A bit of a delayed post, partially due to less progress on games recently.
Gravity Flux is still available on Steam and two patches have been sent out already.
Not much work was done in November, I have been taking a break as I have lots of other hobbies!
However last weekend, on the 4th of December, I did some work getting the SteamAPI integrated into Godot Engine using GodotSteam. Previously, I was using an plugin that give me a sub-set of Steam features. It however does not support Steam Input, which is required for me to be able to support 8 controllers of any kind on Windows. So I built Godot from scratch as required. It wasn’t too difficult on the Mac and Windows, thanks to the
scons build system which is much easier to use than CMake.. Just to test it out, I added the feature of getting the user’s Steam username.
Next time I get time to work on it, I will be testing the Steam Input system. There is not a lot of documentation on Steam Input with Godot Engine. I’m not sure how it works. It’s possible it just works alongside Godot, and no new code is required? I will be testing it for sure. If you have any suggestions, please feel free to leave a comment.

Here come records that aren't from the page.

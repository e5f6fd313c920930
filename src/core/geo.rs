use serde::{Deserialize, Serialize};

/// Represents a geographical coordinate with latitude and longitude
#[derive(Debug, Clone, Copy, PartialEq, Serialize, Deserialize)]
pub struct LatLng {
    pub lat: f64,
    #[serde(rename = "lon")]
    pub lng: f64,
}

impl LatLng {
    /// Creates a new LatLng coordinate
    pub fn new(lat: f64, lng: f64) -> Self {
        Self { lat, lng }
    }

    /// Creates a coordinate from an (x, y) = (lon, lat) pair
    pub fn from_xy(x: f64, y: f64) -> Self {
        Self::new(y, x)
    }
}

impl Default for LatLng {
    fn default() -> Self {
        Self::new(0.0, 0.0)
    }
}

impl From<geo_types::Point<f64>> for LatLng {
    fn from(point: geo_types::Point<f64>) -> Self {
        Self::from_xy(point.x(), point.y())
    }
}

/// Axis-aligned bounding box of a feature set, in degrees
#[derive(Debug, Clone, Copy, PartialEq, Serialize, Deserialize)]
pub struct Extent {
    pub south_west: LatLng,
    pub north_east: LatLng,
}

impl Extent {
    pub fn new(south_west: LatLng, north_east: LatLng) -> Self {
        Self {
            south_west,
            north_east,
        }
    }

    /// Creates an extent from (min-lon, min-lat, max-lon, max-lat)
    pub fn from_coords(min_lng: f64, min_lat: f64, max_lng: f64, max_lat: f64) -> Self {
        Self::new(LatLng::new(min_lat, min_lng), LatLng::new(max_lat, max_lng))
    }

    pub fn from_rect(rect: geo_types::Rect<f64>) -> Self {
        let (min, max) = (rect.min(), rect.max());
        Self::from_coords(min.x, min.y, max.x, max.y)
    }

    pub fn min_lng(&self) -> f64 {
        self.south_west.lng
    }

    pub fn min_lat(&self) -> f64 {
        self.south_west.lat
    }

    pub fn max_lng(&self) -> f64 {
        self.north_east.lng
    }

    pub fn max_lat(&self) -> f64 {
        self.north_east.lat
    }

    /// Checks if the extent contains a point (edges included)
    pub fn contains(&self, point: &LatLng) -> bool {
        point.lat >= self.south_west.lat
            && point.lat <= self.north_east.lat
            && point.lng >= self.south_west.lng
            && point.lng <= self.north_east.lng
    }

    /// Returns the union of this extent with another one
    pub fn union(&self, other: &Extent) -> Extent {
        let south = self.south_west.lat.min(other.south_west.lat);
        let west = self.south_west.lng.min(other.south_west.lng);
        let north = self.north_east.lat.max(other.north_east.lat);
        let east = self.north_east.lng.max(other.north_east.lng);

        Extent::new(LatLng::new(south, west), LatLng::new(north, east))
    }

    /// Midpoint of the box on each axis
    pub fn center(&self) -> LatLng {
        LatLng::new(
            (self.south_west.lat + self.north_east.lat) / 2.0,
            (self.south_west.lng + self.north_east.lng) / 2.0,
        )
    }

    /// Gets the span of the extent on each axis
    pub fn span(&self) -> LatLng {
        LatLng::new(
            self.north_east.lat - self.south_west.lat,
            self.north_east.lng - self.south_west.lng,
        )
    }
}

#[cfg(test)]
mod tests {
    use super::*;

    #[test]
    fn test_lat_lng_creation() {
        let coord = LatLng::new(40.7128, -74.0060);
        assert_eq!(coord.lat, 40.7128);
        assert_eq!(coord.lng, -74.0060);
    }

    #[test]
    fn test_lat_lng_from_point() {
        let coord = LatLng::from(geo_types::Point::new(-74.0060, 40.7128));
        assert_eq!(coord, LatLng::new(40.7128, -74.0060));
    }

    #[test]
    fn test_extent_contains() {
        let extent = Extent::from_coords(-75.0, 40.0, -73.0, 41.0);
        let point_inside = LatLng::new(40.5, -74.0);
        let point_outside = LatLng::new(42.0, -74.0);

        assert!(extent.contains(&point_inside));
        assert!(!extent.contains(&point_outside));
        assert!(extent.contains(&extent.south_west));
    }

    #[test]
    fn test_extent_union_and_span() {
        let a = Extent::from_coords(0.0, 0.0, 1.0, 1.0);
        let b = Extent::from_coords(-2.0, 0.5, 0.5, 4.0);
        let union = a.union(&b);

        assert_eq!(union, Extent::from_coords(-2.0, 0.0, 1.0, 4.0));
        assert_eq!(union.span(), LatLng::new(4.0, 3.0));
        assert_eq!(union.center(), LatLng::new(2.0, -0.5));
    }

    #[test]
    fn test_center_serializes_as_lon_lat() {
        let json = serde_json::to_value(LatLng::new(5.0, 10.0)).unwrap();
        assert_eq!(json, serde_json::json!({"lat": 5.0, "lon": 10.0}));
    }
}
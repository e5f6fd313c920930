use crate::{
    animation::controls::TimelineControls,
    core::{
        framing::Framing,
        scene::{assemble_scene, Scene, SceneOptions},
    },
    data::feature::{FeatureSet, GroupKey},
    spatial::summary::summarize,
    Error, Result,
};
use fxhash::FxBuildHasher;
use indexmap::IndexMap;
use serde::{Deserialize, Serialize};

/// A scene bound to one value of the grouping attribute
#[derive(Debug, Clone, PartialEq, Serialize, Deserialize)]
pub struct Frame {
    pub name: String,
    pub scene: Scene,
}

/// Ordered frames sharing one camera, plus the timeline widgets
#[derive(Debug, Clone, PartialEq, Serialize, Deserialize)]
pub struct AnimationSequence {
    /// Attribute the frames were grouped by
    pub key: String,
    pub framing: Framing,
    pub frames: Vec<Frame>,
    pub controls: TimelineControls,
}

impl AnimationSequence {
    pub fn len(&self) -> usize {
        self.frames.len()
    }

    pub fn is_empty(&self) -> bool {
        self.frames.is_empty()
    }

    pub fn frame_names(&self) -> impl Iterator<Item = &str> {
        self.frames.iter().map(|f| f.name.as_str())
    }
}

/// Feature indices per distinct value of `key`, in first-seen order.
pub fn group_indices(set: &FeatureSet, key: &str) -> Result<Vec<(String, Vec<usize>)>> {
    let column = set
        .column_index(key)
        .ok_or_else(|| Error::InvalidGroupKey(key.to_string()))?;

    let mut groups: IndexMap<GroupKey, (String, Vec<usize>), FxBuildHasher> = IndexMap::default();
    for (index, feature) in set.features().iter().enumerate() {
        let value = &feature.attributes[column];
        groups
            .entry(value.group_key())
            .or_insert_with(|| (value.to_string(), Vec::new()))
            .1
            .push(index);
    }

    Ok(groups.into_values().collect())
}

/// Builds one frame per distinct value of `key`.
///
/// The camera is computed once over the whole set (unless `options` pins it)
/// so it stays fixed while frames play. Each frame's features lose the
/// grouping attribute before their scene is assembled.
pub fn animate(set: &FeatureSet, key: &str, options: &SceneOptions) -> Result<AnimationSequence> {
    let groups = group_indices(set, key)?;
    let summary = summarize(set)?;
    let framing = Framing::resolve(&summary, options.center, options.zoom);
    let frame_options = options.clone().with_framing(framing);

    let mut frames = Vec::with_capacity(groups.len());
    for (label, indices) in groups {
        let group = set.select(&indices).without_column(key)?;
        let scene = assemble_scene(&group, &frame_options)?;
        frames.push(Frame { name: label, scene });
    }

    #[cfg(feature = "debug")]
    log::debug!("animation by '{}': {} frames", key, frames.len());

    let controls = TimelineControls::new(key, frames.iter().map(|f| f.name.clone()));

    Ok(AnimationSequence {
        key: key.to_string(),
        framing,
        frames,
        controls,
    })
}

#[cfg(test)]
mod tests {
    use super::*;
    use crate::data::feature::Value;
    use geo_types::point;

    fn yearly() -> FeatureSet {
        FeatureSet::new(["name", "year"])
            .with_feature(point!(x: 0.0, y: 0.0), vec!["a".into(), 2000.into()])
            .unwrap()
            .with_feature(point!(x: 10.0, y: 10.0), vec!["b".into(), 2001.into()])
            .unwrap()
            .with_feature(point!(x: 4.0, y: 2.0), vec!["c".into(), 2000.into()])
            .unwrap()
    }

    #[test]
    fn test_groups_in_first_seen_order() {
        let groups = group_indices(&yearly(), "year").unwrap();
        assert_eq!(
            groups,
            vec![
                ("2000".to_string(), vec![0, 2]),
                ("2001".to_string(), vec![1]),
            ]
        );
    }

    #[test]
    fn test_frames_share_camera() {
        let sequence = animate(&yearly(), "year", &SceneOptions::default()).unwrap();

        assert_eq!(sequence.frame_names().collect::<Vec<_>>(), ["2000", "2001"]);
        assert_eq!(sequence.controls.slider.steps.len(), 2);
        for frame in &sequence.frames {
            assert_eq!(frame.scene.framing(), sequence.framing);
        }
        assert_eq!(sequence.framing.zoom, 5.5);
        assert_eq!(sequence.frames[0].scene.markers.len(), 2);
    }

    #[test]
    fn test_grouping_attribute_is_dropped() {
        let options = SceneOptions {
            text_columns: Some(vec!["name".into()]),
            ..Default::default()
        };
        let sequence = animate(&yearly(), "year", &options).unwrap();
        assert_eq!(
            sequence.frames[0].scene.markers.text,
            Some(vec!["a".to_string(), "c".to_string()])
        );

        let options = SceneOptions {
            text_columns: Some(vec!["year".into()]),
            ..Default::default()
        };
        assert!(matches!(
            animate(&yearly(), "year", &options),
            Err(Error::UnknownColumn(_))
        ));
    }

    #[test]
    fn test_unknown_group_key() {
        assert!(matches!(
            animate(&yearly(), "decade", &SceneOptions::default()),
            Err(Error::InvalidGroupKey(key)) if key == "decade"
        ));
    }

    #[test]
    fn test_empty_set() {
        let set = FeatureSet::new(["year"]);
        assert!(matches!(
            animate(&set, "year", &SceneOptions::default()),
            Err(Error::EmptyInput)
        ));
    }

    #[test]
    fn test_null_is_its_own_group() {
        let set = FeatureSet::new(["kind"])
            .with_feature(point!(x: 0.0, y: 0.0), vec![Value::Null])
            .unwrap()
            .with_feature(point!(x: 1.0, y: 1.0), vec!["x".into()])
            .unwrap();
        let sequence = animate(&set, "kind", &SceneOptions::default()).unwrap();
        assert_eq!(sequence.frame_names().collect::<Vec<_>>(), ["null", "x"]);
    }
}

Steam username provided by SteamAPI, built-in to Godot Engine.
I don’t have huge plans for December, being that time of the year where everything is super busy. I may get some time to test Steam Input.
I did however go to a meeting with a representative from Screen Australia! (Lee Naimo, Head of Online). Screen Australia recently announced they have funding for indie games, as well as TV/movies in the past. This was an extremely awesome opportunity to at least get a feel for what kinds of games get funding from Screen Aus, and what the people from Screen Aus are like themselves.
The main take-aways were,
- No guns. Apparently it’s a hard sell to the big-wig politicians and ministers who approve funding requests. So my next game, “Sentience” involves some guns, and that may not be suitable for Screen Aus funding. But I’m still going to work on it, and it’s not intended to be that violent despite having guns in it.
- Know your audience. Lee said that if you think you know you have an audience, even if niche, they’ll be more inclined to support you. So if you’re just experimenting with no clues about audience, they may not be as supportive. For example, making a game similar to or another game which already has a known audience. Maybe a Minecraft clone for example, but different enough of course. I think I will need to do some more research into what’s successful in the indie games space for games similar to the next game I’m working on.
- They don’t have a favourite genre or art style or gameplay type. Any game that as above, knows it’s audience has a chance.
- The Tas game developer scene is much newer than Melbourne and other bigger states. So it’s been a slow start, building an industry down here, with not many great examples of successful studios. You of course would want a successful studio as an example, and there have been some notable ones, but nothing too huge yet.
- They all seem to be very nice, approachable people. They also had a meetup the day before where the CEO himself came up to us Tas game makers ourselves and had a bit of a chat.
- As above, they’re very approachable. You can contact them with any questions and I’m very certain they’ll do their best to help.
Merry Christmas, Happy New Year
This will be my last planned post for 2022. It’s been a pretty big year for me in my game development journey. Releasing Gravity Flux, working with Tas Game Makers more, meeting Screen Australia, going to several game maker meetups now that covid restrictions are easing. Feels like hopefully a good start to something more.. The ball has started rolling and it will hopefully keep rolling!
Please have a nice, safe, pleasant Christmas and New Years break.